The two share a whispered conversation, and when they are finished, he returns to his gaze, never acknowledging the judge in front of him or the spectators behind, witnesses to an accounting of his terrible crimes against men and women in prayer.
The interaction in a Charleston courthouse, though small and inconspicuous, speaks to the rapport between the defendant and attorney Kimberly C. Stevens. In a career spanning more than two decades as a capital defender, she has represented defendants accused and convicted of a host of high-profile crimes, some that have rattled small towns or large cities or entire states.
This one, the death penalty trial of Dylann Roof and his attack on Emanuel African Methodist Episcopal Church, has captured the attention of a nation.
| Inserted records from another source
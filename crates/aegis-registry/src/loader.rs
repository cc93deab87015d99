//! Registry loading — reads tool registries, risk patterns, and prompt
//! templates from a configured directory at startup.
//!
//! Layout under the registry root:
//!
//! ```text
//! tools.json            master registry (names, categories, keywords)
//! tools/<name>.json     detailed per-tool registry
//! risk_patterns.json    risk pattern database (fatal if unusable)
//! prompts/<name>.txt    prompt templates
//! ```
//!
//! A missing or malformed per-tool registry is logged and that tool is
//! marked unselectable; startup continues.  A missing risk-pattern file is
//! fatal: the safety floor must exist.

use std::collections::HashMap;
use std::path::Path;

use serde::Deserialize;

use crate::error::{RegistryError, Result};
use crate::template::PromptTemplate;
use crate::types::{RiskPattern, RiskPatternEntry, ToolSpec, ToolSummary};

/// A tool as held in memory: always a master-registry row, and a detail
/// spec when its per-tool registry loaded cleanly.
#[derive(Debug, Clone)]
pub struct LoadedTool {
    pub summary: ToolSummary,
    /// `None` when the per-tool registry was missing or malformed; the
    /// tool is then unselectable.
    pub spec: Option<ToolSpec>,
    /// Why the detail failed to load, for diagnostics.
    pub unavailable_reason: Option<String>,
}

#[derive(Debug, Deserialize)]
struct MasterFile {
    tools: Vec<ToolSummary>,
}

#[derive(Debug, Deserialize)]
struct PatternFile {
    patterns: Vec<RiskPatternEntry>,
}

/// Load the master registry and all per-tool registries.
pub fn load_tools(master_path: &Path, per_tool_dir: &Path) -> Result<HashMap<String, LoadedTool>> {
    let raw = std::fs::read_to_string(master_path).map_err(|e| RegistryError::LoadFailed {
        path: master_path.display().to_string(),
        reason: e.to_string(),
    })?;
    let master: MasterFile =
        serde_json::from_str(&raw).map_err(|e| RegistryError::LoadFailed {
            path: master_path.display().to_string(),
            reason: e.to_string(),
        })?;

    let mut tools = HashMap::with_capacity(master.tools.len());

    for summary in master.tools {
        let detail_path = per_tool_dir.join(format!("{}.json", summary.name));
        let (spec, unavailable_reason) = match load_tool_spec(&detail_path, &summary.name) {
            Ok(spec) => (Some(spec), None),
            Err(e) => {
                tracing::warn!(
                    tool = %summary.name,
                    path = %detail_path.display(),
                    error = %e,
                    "per-tool registry unusable, marking tool unselectable"
                );
                (None, Some(e.to_string()))
            }
        };

        tools.insert(
            summary.name.clone(),
            LoadedTool {
                summary,
                spec,
                unavailable_reason,
            },
        );
    }

    tracing::info!(
        count = tools.len(),
        selectable = tools.values().filter(|t| t.spec.is_some()).count(),
        "tool registries loaded"
    );

    Ok(tools)
}

/// Load and sanity-check a single per-tool registry file.
fn load_tool_spec(path: &Path, expected_name: &str) -> Result<ToolSpec> {
    let raw = std::fs::read_to_string(path).map_err(|e| RegistryError::LoadFailed {
        path: path.display().to_string(),
        reason: e.to_string(),
    })?;
    let spec: ToolSpec = serde_json::from_str(&raw).map_err(|e| RegistryError::LoadFailed {
        path: path.display().to_string(),
        reason: e.to_string(),
    })?;

    if spec.name != expected_name {
        return Err(RegistryError::LoadFailed {
            path: path.display().to_string(),
            reason: format!(
                "registry name `{}` does not match filename `{expected_name}`",
                spec.name
            ),
        });
    }
    if spec.base_command.is_empty() {
        return Err(RegistryError::LoadFailed {
            path: path.display().to_string(),
            reason: "empty base_command".into(),
        });
    }

    // Validator regexes must compile now, not at composition time.
    for slot in &spec.parameters {
        if let Some(validator) = &slot.validator {
            regex::Regex::new(validator).map_err(|e| RegistryError::LoadFailed {
                path: path.display().to_string(),
                reason: format!("slot `{}` validator: {e}", slot.name),
            })?;
        }
    }

    Ok(spec)
}

/// Load and compile the risk-pattern database.
///
/// Patterns are sorted by descending severity so the first match dominates;
/// ties keep their file order.  Any failure here is fatal.
pub fn load_patterns(path: &Path) -> Result<Vec<RiskPattern>> {
    let raw = std::fs::read_to_string(path).map_err(|e| RegistryError::RiskDbUnusable {
        reason: format!("{}: {e}", path.display()),
    })?;
    let file: PatternFile =
        serde_json::from_str(&raw).map_err(|e| RegistryError::RiskDbUnusable {
            reason: format!("{}: {e}", path.display()),
        })?;

    if file.patterns.is_empty() {
        return Err(RegistryError::RiskDbUnusable {
            reason: "pattern database is empty".into(),
        });
    }

    let mut patterns = Vec::with_capacity(file.patterns.len());
    for entry in file.patterns {
        let compiled =
            regex::Regex::new(&entry.pattern).map_err(|e| RegistryError::InvalidPattern {
                pattern: entry.pattern.clone(),
                reason: e.to_string(),
            })?;
        patterns.push(RiskPattern { entry, compiled });
    }

    // Stable sort keeps file order within a severity tier.
    patterns.sort_by(|a, b| b.entry.level.cmp(&a.entry.level));

    tracing::info!(count = patterns.len(), "risk patterns compiled");
    Ok(patterns)
}

/// Load all prompt templates from a directory of `.txt` files.
pub fn load_templates(dir: &Path) -> Result<HashMap<String, PromptTemplate>> {
    let mut templates = HashMap::new();

    let entries = std::fs::read_dir(dir).map_err(|e| RegistryError::LoadFailed {
        path: dir.display().to_string(),
        reason: e.to_string(),
    })?;

    for entry in entries {
        let entry = entry?;
        let path = entry.path();
        if path.extension().and_then(|e| e.to_str()) != Some("txt") {
            continue;
        }
        let Some(stem) = path.file_stem().and_then(|s| s.to_str()) else {
            continue;
        };
        let text = std::fs::read_to_string(&path)?;
        templates.insert(stem.to_owned(), PromptTemplate::new(stem, text));
    }

    tracing::info!(count = templates.len(), dir = %dir.display(), "prompt templates loaded");
    Ok(templates)
}

#[cfg(test)]
mod tests {
    use super::*;
    use crate::types::{RiskAction, RiskLevel};

    fn write(path: &Path, content: &str) {
        if let Some(parent) = path.parent() {
            std::fs::create_dir_all(parent).unwrap();
        }
        std::fs::write(path, content).unwrap();
    }

    #[test]
    fn missing_per_tool_registry_marks_unselectable() {
        let tmp = tempfile::tempdir().unwrap();
        write(
            &tmp.path().join("tools.json"),
            r#"{"tools": [
                {"name": "nmap", "category": "network_scanning", "risk_baseline": "low", "keywords": ["scan"]},
                {"name": "ghost", "category": "misc", "risk_baseline": "safe", "keywords": []}
            ]}"#,
        );
        write(
            &tmp.path().join("tools/nmap.json"),
            r#"{"name": "nmap", "base_command": "nmap", "category": "network_scanning",
                "risk_baseline": "low", "keywords": ["scan"], "parameters": []}"#,
        );

        let tools = load_tools(&tmp.path().join("tools.json"), &tmp.path().join("tools")).unwrap();
        assert_eq!(tools.len(), 2);
        assert!(tools["nmap"].spec.is_some());
        assert!(tools["ghost"].spec.is_none());
        assert!(tools["ghost"].unavailable_reason.is_some());
    }

    #[test]
    fn mismatched_tool_name_is_rejected() {
        let tmp = tempfile::tempdir().unwrap();
        write(
            &tmp.path().join("tools.json"),
            r#"{"tools": [{"name": "nmap", "category": "x", "risk_baseline": "low"}]}"#,
        );
        write(
            &tmp.path().join("tools/nmap.json"),
            r#"{"name": "masscan", "base_command": "masscan", "category": "x",
                "risk_baseline": "low"}"#,
        );

        let tools = load_tools(&tmp.path().join("tools.json"), &tmp.path().join("tools")).unwrap();
        assert!(tools["nmap"].spec.is_none());
    }

    #[test]
    fn invalid_validator_regex_is_rejected() {
        let tmp = tempfile::tempdir().unwrap();
        write(
            &tmp.path().join("tools.json"),
            r#"{"tools": [{"name": "t", "category": "x", "risk_baseline": "safe"}]}"#,
        );
        write(
            &tmp.path().join("tools/t.json"),
            r#"{"name": "t", "base_command": "t", "category": "x", "risk_baseline": "safe",
                "parameters": [{"name": "p", "kind": "positional", "requires_value": true,
                                "validator": "[unclosed"}]}"#,
        );

        let tools = load_tools(&tmp.path().join("tools.json"), &tmp.path().join("tools")).unwrap();
        assert!(tools["t"].spec.is_none());
    }

    #[test]
    fn missing_pattern_db_is_fatal() {
        let tmp = tempfile::tempdir().unwrap();
        let result = load_patterns(&tmp.path().join("risk_patterns.json"));
        assert!(matches!(result, Err(RegistryError::RiskDbUnusable { .. })));
    }

    #[test]
    fn patterns_sorted_by_descending_severity() {
        let tmp = tempfile::tempdir().unwrap();
        let path = tmp.path().join("risk_patterns.json");
        write(
            &path,
            r#"{"patterns": [
                {"pattern": "mid", "level": "medium", "description": "m", "action": "warn"},
                {"pattern": "crit", "level": "critical", "description": "c", "action": "block"},
                {"pattern": "lo", "level": "low", "description": "l", "action": "allow"}
            ]}"#,
        );

        let patterns = load_patterns(&path).unwrap();
        assert_eq!(patterns[0].entry.level, RiskLevel::Critical);
        assert_eq!(patterns[0].entry.action, RiskAction::Block);
        assert_eq!(patterns[2].entry.level, RiskLevel::Low);
    }

    #[test]
    fn empty_pattern_db_is_fatal() {
        let tmp = tempfile::tempdir().unwrap();
        let path = tmp.path().join("risk_patterns.json");
        write(&path, r#"{"patterns": []}"#);
        assert!(load_patterns(&path).is_err());
    }

    #[test]
    fn templates_loaded_by_stem() {
        let tmp = tempfile::tempdir().unwrap();
        write(&tmp.path().join("prompts/triage.txt"), "classify: {input}");
        write(&tmp.path().join("prompts/notes.md"), "ignored");

        let templates = load_templates(&tmp.path().join("prompts")).unwrap();
        assert_eq!(templates.len(), 1);
        assert!(templates.contains_key("triage"));
    }
}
Until recently, Stevens’ career was centered in North Carolina, where she became known among colleagues not only for her expertise in the complicated legal arena that is capital litigation, but also for compassion toward both her clients and their victims.
Last year, she left state service and Winston-Salem for a senior advisory role as a federal capital defender, establishing an office in Asheville.
Stevens, 49, brings to her cases a doggedness in unraveling the histories of her clients, men and women who often have mental health issues, developmental disabilities or an upbringing plagued by abuse, said Bob Hurley, who served as North Carolina’s capital defender for 13 years until 2015.
“I would point her to the most difficult and challenging capital cases in the state. By that, I mean I felt there was a significant likelihood the defendant would receive the death penalty, either because of the heinousness of the crime or the prominence of the victim involved or the outrage of the community over the crime,” Hurley said. “She would get my first call.”
Those calls from Hurley and others have put Stevens on more than 40 capital cases where often, as with Roof, a possible sentence that pits life against death is the primary concern.
Colleagues say Stevens, who declined interview requests for this article citing the ongoing Roof trial, stands opposed to state execution for reasons that include its tendency to target defendants who are impoverished, mentally ill or are in minority groups, as well as concerns the condemned could be wrongly convicted.